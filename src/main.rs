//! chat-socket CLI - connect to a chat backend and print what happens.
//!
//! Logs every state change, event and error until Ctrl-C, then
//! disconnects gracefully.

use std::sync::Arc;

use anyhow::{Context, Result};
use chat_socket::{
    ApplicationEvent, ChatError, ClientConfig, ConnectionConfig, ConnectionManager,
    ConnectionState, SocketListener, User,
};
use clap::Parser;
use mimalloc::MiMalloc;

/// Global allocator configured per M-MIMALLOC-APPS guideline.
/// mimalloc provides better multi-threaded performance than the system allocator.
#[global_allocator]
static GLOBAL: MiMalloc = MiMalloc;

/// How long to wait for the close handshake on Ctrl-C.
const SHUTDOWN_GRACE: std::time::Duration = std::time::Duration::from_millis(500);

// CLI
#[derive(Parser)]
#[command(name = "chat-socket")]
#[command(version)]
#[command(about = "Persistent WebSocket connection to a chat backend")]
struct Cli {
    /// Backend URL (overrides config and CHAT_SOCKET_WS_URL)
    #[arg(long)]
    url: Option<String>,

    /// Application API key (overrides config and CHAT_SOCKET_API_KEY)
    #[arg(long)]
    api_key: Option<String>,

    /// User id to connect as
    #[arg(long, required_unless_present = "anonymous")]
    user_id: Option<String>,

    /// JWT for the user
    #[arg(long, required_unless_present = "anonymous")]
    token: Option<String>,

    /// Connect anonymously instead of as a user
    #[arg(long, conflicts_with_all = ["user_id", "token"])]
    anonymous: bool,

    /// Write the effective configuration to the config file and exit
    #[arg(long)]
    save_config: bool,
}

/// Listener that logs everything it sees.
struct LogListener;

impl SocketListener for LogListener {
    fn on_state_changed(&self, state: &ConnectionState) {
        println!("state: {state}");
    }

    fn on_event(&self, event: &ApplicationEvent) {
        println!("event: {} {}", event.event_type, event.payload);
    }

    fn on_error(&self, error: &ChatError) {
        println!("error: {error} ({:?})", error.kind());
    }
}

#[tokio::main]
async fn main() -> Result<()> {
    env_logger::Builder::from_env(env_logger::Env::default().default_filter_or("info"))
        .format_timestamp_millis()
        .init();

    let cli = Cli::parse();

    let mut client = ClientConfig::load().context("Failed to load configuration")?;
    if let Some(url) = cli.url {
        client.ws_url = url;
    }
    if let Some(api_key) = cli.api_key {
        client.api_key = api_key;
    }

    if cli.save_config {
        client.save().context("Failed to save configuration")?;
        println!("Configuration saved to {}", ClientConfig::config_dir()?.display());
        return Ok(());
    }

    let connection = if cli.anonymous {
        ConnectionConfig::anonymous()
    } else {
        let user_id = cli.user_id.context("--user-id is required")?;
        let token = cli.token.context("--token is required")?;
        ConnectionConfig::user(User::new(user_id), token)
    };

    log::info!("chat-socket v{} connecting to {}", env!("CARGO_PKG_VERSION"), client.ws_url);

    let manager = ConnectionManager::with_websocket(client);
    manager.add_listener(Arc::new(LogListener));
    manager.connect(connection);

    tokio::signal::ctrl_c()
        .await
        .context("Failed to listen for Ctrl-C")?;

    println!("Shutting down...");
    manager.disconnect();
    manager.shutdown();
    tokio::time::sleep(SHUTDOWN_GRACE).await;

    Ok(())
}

----------

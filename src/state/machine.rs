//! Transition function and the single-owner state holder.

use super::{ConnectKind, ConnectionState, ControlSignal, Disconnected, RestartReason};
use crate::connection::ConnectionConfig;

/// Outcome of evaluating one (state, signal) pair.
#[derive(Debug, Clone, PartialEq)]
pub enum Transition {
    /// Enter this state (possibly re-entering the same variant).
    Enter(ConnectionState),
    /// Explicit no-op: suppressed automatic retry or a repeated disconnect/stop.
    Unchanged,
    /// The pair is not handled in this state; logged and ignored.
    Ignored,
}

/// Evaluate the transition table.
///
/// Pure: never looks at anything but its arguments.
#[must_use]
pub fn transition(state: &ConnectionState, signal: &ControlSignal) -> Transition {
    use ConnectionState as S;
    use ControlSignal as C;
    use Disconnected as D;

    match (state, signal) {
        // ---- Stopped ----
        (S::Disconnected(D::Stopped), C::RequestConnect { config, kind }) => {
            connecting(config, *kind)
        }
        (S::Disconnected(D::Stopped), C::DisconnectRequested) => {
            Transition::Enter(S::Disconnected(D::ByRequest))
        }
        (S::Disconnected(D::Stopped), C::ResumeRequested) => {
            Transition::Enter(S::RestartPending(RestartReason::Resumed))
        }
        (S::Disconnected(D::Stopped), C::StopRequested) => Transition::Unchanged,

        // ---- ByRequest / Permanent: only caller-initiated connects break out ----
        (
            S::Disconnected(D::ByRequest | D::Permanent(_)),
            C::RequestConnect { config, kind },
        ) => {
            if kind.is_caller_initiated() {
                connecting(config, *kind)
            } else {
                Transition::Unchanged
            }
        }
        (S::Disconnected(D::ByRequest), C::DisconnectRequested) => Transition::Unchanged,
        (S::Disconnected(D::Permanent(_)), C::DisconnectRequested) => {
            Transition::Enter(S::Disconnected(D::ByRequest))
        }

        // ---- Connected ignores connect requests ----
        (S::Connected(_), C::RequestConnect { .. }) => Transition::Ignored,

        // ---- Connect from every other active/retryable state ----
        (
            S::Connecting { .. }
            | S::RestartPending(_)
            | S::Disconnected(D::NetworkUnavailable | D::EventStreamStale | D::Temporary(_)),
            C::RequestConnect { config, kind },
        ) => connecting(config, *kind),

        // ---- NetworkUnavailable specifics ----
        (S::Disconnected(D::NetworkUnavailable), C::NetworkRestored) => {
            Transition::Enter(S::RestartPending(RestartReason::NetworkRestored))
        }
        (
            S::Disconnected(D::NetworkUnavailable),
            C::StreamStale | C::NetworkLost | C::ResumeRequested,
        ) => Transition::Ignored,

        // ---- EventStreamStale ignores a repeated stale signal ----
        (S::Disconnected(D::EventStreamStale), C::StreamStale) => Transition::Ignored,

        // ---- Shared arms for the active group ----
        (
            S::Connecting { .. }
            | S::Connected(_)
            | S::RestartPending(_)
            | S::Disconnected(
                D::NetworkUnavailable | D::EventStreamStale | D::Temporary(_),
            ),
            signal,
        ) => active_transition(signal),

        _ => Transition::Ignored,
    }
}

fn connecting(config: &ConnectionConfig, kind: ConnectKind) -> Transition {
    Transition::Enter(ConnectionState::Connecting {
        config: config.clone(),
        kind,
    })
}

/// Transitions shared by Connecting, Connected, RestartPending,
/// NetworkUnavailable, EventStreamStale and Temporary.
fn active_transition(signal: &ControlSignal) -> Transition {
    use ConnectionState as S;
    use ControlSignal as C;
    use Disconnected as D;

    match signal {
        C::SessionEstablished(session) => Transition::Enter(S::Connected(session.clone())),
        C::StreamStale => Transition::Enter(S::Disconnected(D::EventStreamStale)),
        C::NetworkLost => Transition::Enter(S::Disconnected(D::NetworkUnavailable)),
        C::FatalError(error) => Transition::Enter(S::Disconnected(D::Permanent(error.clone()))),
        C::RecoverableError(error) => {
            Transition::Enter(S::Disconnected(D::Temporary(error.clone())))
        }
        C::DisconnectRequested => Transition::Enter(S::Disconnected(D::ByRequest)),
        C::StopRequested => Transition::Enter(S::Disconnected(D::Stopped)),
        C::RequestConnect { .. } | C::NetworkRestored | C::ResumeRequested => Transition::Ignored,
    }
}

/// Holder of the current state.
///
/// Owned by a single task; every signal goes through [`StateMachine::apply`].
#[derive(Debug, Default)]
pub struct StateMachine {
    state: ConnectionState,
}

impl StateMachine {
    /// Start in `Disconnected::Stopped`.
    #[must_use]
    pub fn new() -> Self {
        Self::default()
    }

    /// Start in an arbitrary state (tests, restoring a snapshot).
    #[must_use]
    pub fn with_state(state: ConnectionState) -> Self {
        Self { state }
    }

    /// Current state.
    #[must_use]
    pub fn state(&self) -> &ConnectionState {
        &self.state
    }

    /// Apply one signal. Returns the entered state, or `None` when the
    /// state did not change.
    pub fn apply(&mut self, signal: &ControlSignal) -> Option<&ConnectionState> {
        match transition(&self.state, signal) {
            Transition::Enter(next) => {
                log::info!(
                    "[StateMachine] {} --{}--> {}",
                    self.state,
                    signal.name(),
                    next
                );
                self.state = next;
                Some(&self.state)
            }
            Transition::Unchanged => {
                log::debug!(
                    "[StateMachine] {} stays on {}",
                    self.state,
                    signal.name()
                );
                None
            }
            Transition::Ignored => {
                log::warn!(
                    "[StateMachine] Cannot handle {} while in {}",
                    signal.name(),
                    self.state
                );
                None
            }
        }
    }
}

----------

# Problem requirements
Copy out each line of the data above, exactly, if it lies between the line holding "filename src/main.rs" and the line holding "use mimalloc::MiMalloc;", inclusive; copy no other line.

# Result
filename src/main.rs
//! chat-socket CLI - connect to a chat backend and print what happens.
//!
//! Logs every state change, event and error until Ctrl-C, then
//! disconnects gracefully.

use std::sync::Arc;

use anyhow::{Context, Result};
use chat_socket::{
    ApplicationEvent, ChatError, ClientConfig, ConnectionConfig, ConnectionManager,
    ConnectionState, SocketListener, User,
};
use clap::Parser;
use mimalloc::MiMalloc;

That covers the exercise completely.